- **Your assignment**
Nothing should be left out when you copy the entries below.

- **Exercise material**
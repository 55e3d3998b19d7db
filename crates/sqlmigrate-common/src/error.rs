use std::fmt;

use thiserror::Error;

use crate::types::MigrationId;

pub type Result<T> = std::result::Result<T, Error>;

/// Underlying driver or action failure carried inside an [`Error`].
pub type Cause = Box<dyn std::error::Error + Send + Sync + 'static>;

/// Which step of a migration's transaction was executing when it failed.
#[derive(Debug, Clone, Copy, PartialEq, Eq)]
pub enum Phase {
    Begin,
    Apply,
    Revert,
}

impl fmt::Display for Phase {
    fn fmt(&self, f: &mut fmt::Formatter<'_>) -> fmt::Result {
        f.write_str(match self {
            Phase::Begin => "begin",
            Phase::Apply => "apply",
            Phase::Revert => "revert",
        })
    }
}

#[derive(Error, Debug)]
pub enum Error {
    #[error("failed to initialise migrations table `{table}`: {source}")]
    SchemaInit {
        table: String,
        #[source]
        source: Cause,
    },

    #[error("failed to read applied migrations from `{table}`: {source}")]
    Lookup {
        table: String,
        #[source]
        source: Cause,
    },

    #[error("migration {id} failed during {phase}: {source}")]
    Execution {
        id: MigrationId,
        phase: Phase,
        #[source]
        source: Cause,
    },

    #[error("failed to record state of migration {id}: {source}")]
    Record {
        id: MigrationId,
        #[source]
        source: Cause,
    },

    #[error("failed to commit migration {id}: {source}")]
    Commit {
        id: MigrationId,
        #[source]
        source: Cause,
    },

    #[error("migration {id} has no revert action")]
    NotRevertible { id: MigrationId },

    #[error("migration {id} has not been applied")]
    NotApplied { id: MigrationId },

    #[error("migration {id} is not the latest applied migration (latest is {latest})")]
    NotLatest {
        id: MigrationId,
        latest: MigrationId,
    },

    #[error("migration {id} is not registered")]
    UnknownMigration { id: MigrationId },

    #[error("run cancelled before migration {next}")]
    Cancelled { next: MigrationId },

    #[error("invalid SQL identifier: {0}")]
    InvalidIdentifier(String),

    #[error("unknown SQL dialect: {0}")]
    UnknownDialect(String),

    #[error("migration runner lock poisoned")]
    LockPoisoned,

    #[error("configuration error: {0}")]
    Config(String),
}

impl Error {
    /// The migration this error is attributed to, if any.
    pub fn migration_id(&self) -> Option<MigrationId> {
        match self {
            Error::Execution { id, .. }
            | Error::Record { id, .. }
            | Error::Commit { id, .. }
            | Error::NotRevertible { id }
            | Error::NotApplied { id }
            | Error::NotLatest { id, .. }
            | Error::UnknownMigration { id } => Some(*id),
            Error::Cancelled { next } => Some(*next),
            _ => None,
        }
    }
}

#[cfg(test)]
mod tests {
    use std::error::Error as _;

    use super::{Error, Phase};
    use crate::types::MigrationId;

    #[test]
    fn error_display_includes_context() {
        let e = Error::Execution {
            id: MigrationId::new(3),
            phase: Phase::Apply,
            source: "no such table: items".into(),
        };
        assert_eq!(
            e.to_string(),
            "migration 3 failed during apply: no such table: items"
        );

        let e = Error::SchemaInit {
            table: "migrations".into(),
            source: "permission denied".into(),
        };
        assert_eq!(
            e.to_string(),
            "failed to initialise migrations table `migrations`: permission denied"
        );

        let e = Error::NotLatest {
            id: MigrationId::new(0),
            latest: MigrationId::new(2),
        };
        assert_eq!(
            e.to_string(),
            "migration 0 is not the latest applied migration (latest is 2)"
        );
    }

    #[test]
    fn source_chain_is_preserved() {
        let e = Error::Commit {
            id: MigrationId::new(1),
            source: "disk I/O error".into(),
        };
        let source = e.source().expect("commit error carries a source");
        assert_eq!(source.to_string(), "disk I/O error");
    }

    #[test]
    fn migration_id_reports_failing_migration() {
        let e = Error::Record {
            id: MigrationId::new(7),
            source: "UNIQUE constraint failed".into(),
        };
        assert_eq!(e.migration_id(), Some(MigrationId::new(7)));
        assert_eq!(Error::LockPoisoned.migration_id(), None);
        assert_eq!(
            Error::Cancelled {
                next: MigrationId::new(4)
            }
            .migration_id(),
            Some(MigrationId::new(4))
        );
    }
}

- **Answer to this problem**
repository 55e3d3998b19d7db
filename crates/sqlmigrate-common/src/error.rs
use std::fmt;

use thiserror::Error;

use crate::types::MigrationId;

pub type Result<T> = std::result::Result<T, Error>;

/// Underlying driver or action failure carried inside an [`Error`].
pub type Cause = Box<dyn std::error::Error + Send + Sync + 'static>;

/// Which step of a migration's transaction was executing when it failed.
#[derive(Debug, Clone, Copy, PartialEq, Eq)]
pub enum Phase {
    Begin,
    Apply,
    Revert,
}

impl fmt::Display for Phase {
    fn fmt(&self, f: &mut fmt::Formatter<'_>) -> fmt::Result {
        f.write_str(match self {
            Phase::Begin => "begin",
            Phase::Apply => "apply",
            Phase::Revert => "revert",
        })
    }
}

#[derive(Error, Debug)]
pub enum Error {
    #[error("failed to initialise migrations table `{table}`: {source}")]
    SchemaInit {
        table: String,
        #[source]
        source: Cause,
    },

    #[error("failed to read applied migrations from `{table}`: {source}")]
    Lookup {
        table: String,
        #[source]
        source: Cause,
    },

    #[error("migration {id} failed during {phase}: {source}")]
    Execution {
        id: MigrationId,
        phase: Phase,
        #[source]
        source: Cause,
    },

    #[error("failed to record state of migration {id}: {source}")]
    Record {
        id: MigrationId,
        #[source]
        source: Cause,
    },

    #[error("failed to commit migration {id}: {source}")]
    Commit {
        id: MigrationId,
        #[source]
        source: Cause,
    },

    #[error("migration {id} has no revert action")]
    NotRevertible { id: MigrationId },

    #[error("migration {id} has not been applied")]
    NotApplied { id: MigrationId },

    #[error("migration {id} is not the latest applied migration (latest is {latest})")]
    NotLatest {
        id: MigrationId,
        latest: MigrationId,
    },

    #[error("migration {id} is not registered")]
    UnknownMigration { id: MigrationId },

    #[error("run cancelled before migration {next}")]
    Cancelled { next: MigrationId },

    #[error("invalid SQL identifier: {0}")]
    InvalidIdentifier(String),

    #[error("unknown SQL dialect: {0}")]
    UnknownDialect(String),

    #[error("migration runner lock poisoned")]
    LockPoisoned,

    #[error("configuration error: {0}")]
    Config(String),
}

impl Error {
    /// The migration this error is attributed to, if any.
    pub fn migration_id(&self) -> Option<MigrationId> {
        match self {
            Error::Execution { id, .. }
            | Error::Record { id, .. }
            | Error::Commit { id, .. }
            | Error::NotRevertible { id }
            | Error::NotApplied { id }
            | Error::NotLatest { id, .. }
            | Error::UnknownMigration { id } => Some(*id),
            Error::Cancelled { next } => Some(*next),
            _ => None,
        }
    }
}

#[cfg(test)]
mod tests {
    use std::error::Error as _;

    use super::{Error, Phase};
    use crate::types::MigrationId;

    #[test]
    fn error_display_includes_context() {
        let e = Error::Execution {
            id: MigrationId::new(3),
            phase: Phase::Apply,
            source: "no such table: items".into(),
        };
        assert_eq!(
            e.to_string(),
            "migration 3 failed during apply: no such table: items"
        );

        let e = Error::SchemaInit {
            table: "migrations".into(),
            source: "permission denied".into(),
        };
        assert_eq!(
            e.to_string(),
            "failed to initialise migrations table `migrations`: permission denied"
        );

        let e = Error::NotLatest {
            id: MigrationId::new(0),
            latest: MigrationId::new(2),
        };
        assert_eq!(
            e.to_string(),
            "migration 0 is not the latest applied migration (latest is 2)"
        );
    }

    #[test]
    fn source_chain_is_preserved() {
        let e = Error::Commit {
            id: MigrationId::new(1),
            source: "disk I/O error".into(),
        };
        let source = e.source().expect("commit error carries a source");
        assert_eq!(source.to_string(), "disk I/O error");
    }

    #[test]
    fn migration_id_reports_failing_migration() {
        let e = Error::Record {
            id: MigrationId::new(7),
            source: "UNIQUE constraint failed".into(),
        };
        assert_eq!(e.migration_id(), Some(MigrationId::new(7)));
        assert_eq!(Error::LockPoisoned.migration_id(), None);
        assert_eq!(
            Error::Cancelled {
                next: MigrationId::new(4)
            }
            .migration_id(),
            Some(MigrationId::new(4))
        );
    }
}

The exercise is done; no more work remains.